Thursday, January 6, 2011

Up

Property of Leighann Kowalsky. All Rights Reserved.

We've all heard of 'poetic license', correct? When William Shakespeare would make-up or combine or change the syllable structure to fit into his format? Well I think today's day and age needs to take license beyond that of poetry (which we're not even doing properly anymore, goodness), and take license of life.

My mom always used to tell me" Buy those shoes!" Meaning; sure, we are in financial ruin. You're father has blown his entire retirement and we're holding onto our home by our cracking fingernails. BUT, those shoes are too darn cute, buy them. Similarly, "Eat that cake!" or simply "Do It Anyway". It's a short way of expressing the fact that nobody gets out alive, and we only live once, and it's short as an exhale, so why not spend more time enjoying things like cake and shoes than worrying over dimes and calories?

An old Irish Rock Band used to have a song called "Do It Anyway".
One line is as follows:
"You're scared to tell the world what you're doing here? Do it anyway."

I want to let the world know that I am here.

A Toast

I'm already beginning to see a pattern and theme to this new year, 2011, and we are only 6 days into it. Good Lord what a whirlwind this will be.

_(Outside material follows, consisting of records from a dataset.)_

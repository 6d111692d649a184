//! Runtime configuration for the discovery pipeline.
//!
//! The configuration is shared, read-mostly state: background tasks read a
//! snapshot at the top of each tick, so an update takes effect on the next
//! scheduled cycle rather than mid-cycle.

use chrono::Duration;
use serde::{Deserialize, Serialize};

/// Default values for the discovery configuration.
pub mod defaults {
    /// Shallow scan cadence in seconds
    pub const SCAN_INTERVAL_SECS: u64 = 30;
    /// Deep scan cadence in seconds
    pub const DEEP_SCAN_INTERVAL_SECS: u64 = 300;
    /// Health-monitor sweep cadence in seconds
    pub const HEALTH_CHECK_INTERVAL_SECS: u64 = 60;
    /// Stale-record cleanup cadence in seconds
    pub const CLEANUP_INTERVAL_SECS: u64 = 3600;
    /// Hours a pending device waits before it is auto-rejected
    pub const PENDING_TIMEOUT_HOURS: i64 = 24;
    /// Hours an unsighted discovered record (or a rejected record) is kept
    pub const RETENTION_HOURS: i64 = 24;
    /// Timeout for a single protocol scan call, in milliseconds
    pub const SCAN_CALL_TIMEOUT_MS: u64 = 10_000;
    /// Timeout for an integration attempt, in milliseconds
    pub const INTEGRATION_TIMEOUT_MS: u64 = 15_000;
    /// Timeout for a health check or repair call, in milliseconds
    pub const HEALTH_CALL_TIMEOUT_MS: u64 = 5_000;
}

/// Minimum security level the platform requires of new devices.
///
/// Compared against the band the security validator assigns to a device.
#[derive(Debug, Clone, Copy, PartialEq, Eq, PartialOrd, Ord, Serialize, Deserialize, Default)]
#[serde(rename_all = "lowercase")]
pub enum MinimumSecurityLevel {
    Low,
    #[default]
    Medium,
    High,
}

impl std::fmt::Display for MinimumSecurityLevel {
    fn fmt(&self, f: &mut std::fmt::Formatter<'_>) -> std::fmt::Result {
        match self {
            Self::Low => write!(f, "low"),
            Self::Medium => write!(f, "medium"),
            Self::High => write!(f, "high"),
        }
    }
}

/// Discovery pipeline configuration.
#[derive(Debug, Clone, Serialize, Deserialize)]
pub struct DiscoveryConfig {
    /// Whether compatible devices may be integrated without operator approval
    pub auto_integration_enabled: bool,
    /// Minimum security band required for integration
    pub security_level: MinimumSecurityLevel,
    /// Shallow scan cadence in seconds
    pub scan_interval_secs: u64,
    /// Deep scan cadence in seconds
    pub deep_scan_interval_secs: u64,
    /// Health-monitor sweep cadence in seconds
    pub health_check_interval_secs: u64,
    /// Stale-record cleanup cadence in seconds
    pub cleanup_interval_secs: u64,
    /// Hours before a pending device is auto-rejected
    pub pending_timeout_hours: i64,
    /// Hours before an unsighted or rejected record is evicted
    pub retention_hours: i64,
    /// Per-protocol scan call timeout in milliseconds
    pub scan_call_timeout_ms: u64,
    /// Integration attempt timeout in milliseconds
    pub integration_timeout_ms: u64,
    /// Health check / repair call timeout in milliseconds
    pub health_call_timeout_ms: u64,
}

impl Default for DiscoveryConfig {
    fn default() -> Self {
        Self {
            auto_integration_enabled: true,
            security_level: MinimumSecurityLevel::Medium,
            scan_interval_secs: defaults::SCAN_INTERVAL_SECS,
            deep_scan_interval_secs: defaults::DEEP_SCAN_INTERVAL_SECS,
            health_check_interval_secs: defaults::HEALTH_CHECK_INTERVAL_SECS,
            cleanup_interval_secs: defaults::CLEANUP_INTERVAL_SECS,
            pending_timeout_hours: defaults::PENDING_TIMEOUT_HOURS,
            retention_hours: defaults::RETENTION_HOURS,
            scan_call_timeout_ms: defaults::SCAN_CALL_TIMEOUT_MS,
            integration_timeout_ms: defaults::INTEGRATION_TIMEOUT_MS,
            health_call_timeout_ms: defaults::HEALTH_CALL_TIMEOUT_MS,
        }
    }
}

impl DiscoveryConfig {
    pub fn pending_timeout(&self) -> Duration {
        Duration::hours(self.pending_timeout_hours)
    }

    pub fn retention(&self) -> Duration {
        Duration::hours(self.retention_hours)
    }

    /// Apply a partial update, leaving unset fields untouched.
    pub fn apply(&mut self, patch: &ConfigPatch) {
        if let Some(enabled) = patch.auto_integration_enabled {
            self.auto_integration_enabled = enabled;
        }
        if let Some(level) = patch.security_level {
            self.security_level = level;
        }
        if let Some(secs) = patch.scan_interval_secs {
            self.scan_interval_secs = secs.max(1);
        }
        if let Some(secs) = patch.deep_scan_interval_secs {
            self.deep_scan_interval_secs = secs.max(1);
        }
    }
}

/// Recognized options for a runtime configuration update.
#[derive(Debug, Clone, Default, Serialize, Deserialize)]
pub struct ConfigPatch {
    #[serde(default, skip_serializing_if = "Option::is_none")]
    pub auto_integration_enabled: Option<bool>,
    #[serde(default, skip_serializing_if = "Option::is_none")]
    pub security_level: Option<MinimumSecurityLevel>,
    #[serde(default, skip_serializing_if = "Option::is_none")]
    pub scan_interval_secs: Option<u64>,
    #[serde(default, skip_serializing_if = "Option::is_none")]
    pub deep_scan_interval_secs: Option<u64>,
}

Whether just before the new year, or currently on the horizon, I am witnessing many "firsts".


A few weeks ago I journeyed to Mexico. Not the first time out of the country, but the first time to a third world country, and the first time out of the country without parents. First time at an All-Inclusive Resort, and first time jet-skiing in the ocean. In the Spring, I'll roam to Europe, just for fun, and Vegas for my birthday - you guessed - for the first time.

I noticed it this morning when I called my mom excitedly just to tell her about my ski-trip weekend planned for New Hampshire. My "First" all weekend ski-trip. I felt naive and just about every other synonymous word, but ya know what? Here's to feeling like a kid again. Here's to firsts, and here's to trying everything. Here's to being a 20-something and recognizing that I have alot to learn, and alot to experience.

I've always felt like I grew up quickly. Went on my first working tour when I was 15, and etiquette school all the years before that. I could tell you the proper grooming habits of a German French Poodle and what's going on at the root of a wavy-haired beauty, and why her hair isn't pins and needles straight instead. But 2011 will be about finally being a kid, and I'd like to toast to that. Here's to having the maturity to know that it's OK to be immature sometimes.

Tuesday, January 4, 2011

Pity

I have a diamond pendant necklace. It was a gift, and it is beautiful.
Resting on a sterling silver chain, it bobbles and sways around my neck with ease.

I recently noticed that there had formed a knot in the chain, preventing the diamond to either slip off the chain and onto a new one, and was instead containing the diamond between clasp and knot.

I thought I would cry.

The only way to free that perfect little diamond would be to break that perfect little chain.
Having to choose between two articles of purity and simplicity and...pretty-ness.
Two articles that each on their own are just not quite enough, but together create this specific harmony. And to seperate them again? One would have to break, and be left without use, without purpose; to be tossed aside.

Thursday, December 16, 2010

Title

You're face is all I see.
Waking up in warm arms, I can smell you on my skin.

Foreign and familiar; not mine, oh yes...it's yours.
So is this, this hot, damp mess of organ and tissue.
Taking on a shape dissimilar to what is common.
It melts and spurts and empties it's crimson secret.
it's yours.

"That's just my battle scars" shouting, cheeks aglow.
But silent and honest accept
it's yours
it's true
and keep it you will,
the scars, already, distill.

Wednesday, December 15, 2010

Untitled.

twitch poke prod
sharp metallic black, round.
swift flash bright light
swirling and swaying
every muscle screams in torment
the veins tumultuous
blood cold, ice and cold
then hot in a moment,
singing from in to out.

Untitled.

Tiny sounds called notes.
Patterned properly create a key.
The lock is stiff and brassy and rust,
cock your head to the tilt, and breathe.

Unlock a world, a realm a space,
white, light, bluster and float.
blue air, cold with comfort,
light it up, let it glow.

To dream is to be unconscious,
knowing, willing, still.
But music gives you no control,
just spins and throws and thrills.

Powder and green ribbon,
the story is not yours.
unknowing, just floating.
unwelcome and what for.

Dance it will, for you, perform.
presence, essence, thrown.
till quickly it bottles and bloats,
and tumbles down forlorn.

silence reaps and creeps to play
sharp, black and shine
darkness where there once was ray.

Friday, December 3, 2010

Feeling:

Feeling: Just got a new book. BACK FLIPS IN THE AIR.